» REQUIRED ACTION: Where a line below holds the string "bool", count it; then give the total without any other words.
-*-*-
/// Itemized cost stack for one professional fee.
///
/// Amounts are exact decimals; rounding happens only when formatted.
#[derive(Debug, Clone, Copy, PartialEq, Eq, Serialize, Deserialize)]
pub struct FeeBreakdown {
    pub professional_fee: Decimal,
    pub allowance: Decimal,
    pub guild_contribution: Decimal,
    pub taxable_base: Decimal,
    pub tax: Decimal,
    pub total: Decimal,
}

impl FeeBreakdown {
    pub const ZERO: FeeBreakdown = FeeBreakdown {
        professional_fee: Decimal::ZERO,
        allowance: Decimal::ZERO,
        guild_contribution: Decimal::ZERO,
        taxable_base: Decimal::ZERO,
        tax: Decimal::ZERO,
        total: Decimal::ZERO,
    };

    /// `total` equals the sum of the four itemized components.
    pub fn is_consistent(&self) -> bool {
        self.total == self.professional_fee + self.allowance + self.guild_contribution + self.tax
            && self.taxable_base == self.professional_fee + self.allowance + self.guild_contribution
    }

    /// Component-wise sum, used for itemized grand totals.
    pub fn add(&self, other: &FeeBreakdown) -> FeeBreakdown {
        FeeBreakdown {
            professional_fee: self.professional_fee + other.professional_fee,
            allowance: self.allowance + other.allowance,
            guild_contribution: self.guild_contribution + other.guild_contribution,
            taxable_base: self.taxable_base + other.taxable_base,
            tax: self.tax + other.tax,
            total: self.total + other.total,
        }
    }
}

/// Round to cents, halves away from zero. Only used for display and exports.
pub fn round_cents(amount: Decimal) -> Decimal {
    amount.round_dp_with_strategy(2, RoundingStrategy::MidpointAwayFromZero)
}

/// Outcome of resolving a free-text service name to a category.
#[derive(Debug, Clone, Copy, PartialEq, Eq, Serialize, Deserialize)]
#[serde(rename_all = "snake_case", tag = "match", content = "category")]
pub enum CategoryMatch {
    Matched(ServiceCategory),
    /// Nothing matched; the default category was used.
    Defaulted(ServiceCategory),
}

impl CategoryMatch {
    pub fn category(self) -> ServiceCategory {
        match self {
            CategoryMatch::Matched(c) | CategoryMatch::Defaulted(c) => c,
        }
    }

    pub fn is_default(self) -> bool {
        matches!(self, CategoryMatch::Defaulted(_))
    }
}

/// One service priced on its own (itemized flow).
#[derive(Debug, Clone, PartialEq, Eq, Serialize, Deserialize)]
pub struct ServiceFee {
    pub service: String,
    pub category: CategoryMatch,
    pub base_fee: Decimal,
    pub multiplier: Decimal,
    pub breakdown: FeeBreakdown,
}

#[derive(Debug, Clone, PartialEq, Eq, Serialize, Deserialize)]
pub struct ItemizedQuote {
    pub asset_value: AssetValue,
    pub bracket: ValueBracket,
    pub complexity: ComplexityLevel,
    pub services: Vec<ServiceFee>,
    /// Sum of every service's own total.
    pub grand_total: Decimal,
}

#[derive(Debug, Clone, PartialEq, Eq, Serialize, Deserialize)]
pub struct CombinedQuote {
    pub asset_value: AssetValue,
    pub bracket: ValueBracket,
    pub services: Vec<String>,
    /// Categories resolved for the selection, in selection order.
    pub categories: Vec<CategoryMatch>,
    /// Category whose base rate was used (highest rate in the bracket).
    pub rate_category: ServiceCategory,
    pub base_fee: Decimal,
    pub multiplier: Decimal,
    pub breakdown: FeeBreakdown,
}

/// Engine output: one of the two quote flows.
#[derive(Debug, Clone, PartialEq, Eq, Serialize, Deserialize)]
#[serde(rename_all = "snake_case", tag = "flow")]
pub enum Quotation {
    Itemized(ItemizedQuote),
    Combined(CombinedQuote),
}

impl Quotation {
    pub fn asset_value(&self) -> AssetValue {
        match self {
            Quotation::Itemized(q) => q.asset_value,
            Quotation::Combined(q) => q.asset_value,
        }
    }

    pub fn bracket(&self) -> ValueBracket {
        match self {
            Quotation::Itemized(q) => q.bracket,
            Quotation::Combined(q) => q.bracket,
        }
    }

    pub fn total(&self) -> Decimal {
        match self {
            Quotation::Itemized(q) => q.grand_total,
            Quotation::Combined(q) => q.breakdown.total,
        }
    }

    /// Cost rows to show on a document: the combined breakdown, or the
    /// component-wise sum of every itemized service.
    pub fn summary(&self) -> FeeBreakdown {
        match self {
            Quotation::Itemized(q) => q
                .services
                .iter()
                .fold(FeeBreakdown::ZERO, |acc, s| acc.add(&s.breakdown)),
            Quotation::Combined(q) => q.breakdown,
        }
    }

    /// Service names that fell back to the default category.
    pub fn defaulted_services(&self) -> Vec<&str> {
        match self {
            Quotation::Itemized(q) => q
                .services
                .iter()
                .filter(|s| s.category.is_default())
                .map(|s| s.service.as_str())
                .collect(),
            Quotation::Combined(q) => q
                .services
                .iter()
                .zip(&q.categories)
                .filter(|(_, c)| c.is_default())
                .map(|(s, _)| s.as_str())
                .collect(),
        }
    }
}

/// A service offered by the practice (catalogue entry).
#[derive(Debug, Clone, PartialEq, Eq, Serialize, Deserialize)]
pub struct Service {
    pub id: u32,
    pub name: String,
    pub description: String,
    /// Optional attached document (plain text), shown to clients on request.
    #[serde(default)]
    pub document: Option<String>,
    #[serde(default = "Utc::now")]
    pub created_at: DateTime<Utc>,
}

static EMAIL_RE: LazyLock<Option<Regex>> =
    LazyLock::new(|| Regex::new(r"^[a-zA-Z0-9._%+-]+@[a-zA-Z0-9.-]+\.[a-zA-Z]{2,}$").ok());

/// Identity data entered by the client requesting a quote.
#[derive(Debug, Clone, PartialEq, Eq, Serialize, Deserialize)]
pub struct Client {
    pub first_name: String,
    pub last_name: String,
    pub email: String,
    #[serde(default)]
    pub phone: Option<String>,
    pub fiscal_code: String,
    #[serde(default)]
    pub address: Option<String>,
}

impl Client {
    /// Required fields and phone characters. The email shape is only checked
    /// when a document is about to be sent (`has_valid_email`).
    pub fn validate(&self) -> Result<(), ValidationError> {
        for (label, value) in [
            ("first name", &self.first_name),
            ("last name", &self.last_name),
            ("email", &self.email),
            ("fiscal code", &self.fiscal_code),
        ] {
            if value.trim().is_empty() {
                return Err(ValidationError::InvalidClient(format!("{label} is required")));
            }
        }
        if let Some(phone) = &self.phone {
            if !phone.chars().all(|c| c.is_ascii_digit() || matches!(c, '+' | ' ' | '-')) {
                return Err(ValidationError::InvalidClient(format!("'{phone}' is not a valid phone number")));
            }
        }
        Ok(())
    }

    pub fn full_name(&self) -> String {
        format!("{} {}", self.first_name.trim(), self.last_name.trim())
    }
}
-*-*-
» SOLUTION FOR THIS TASK: 2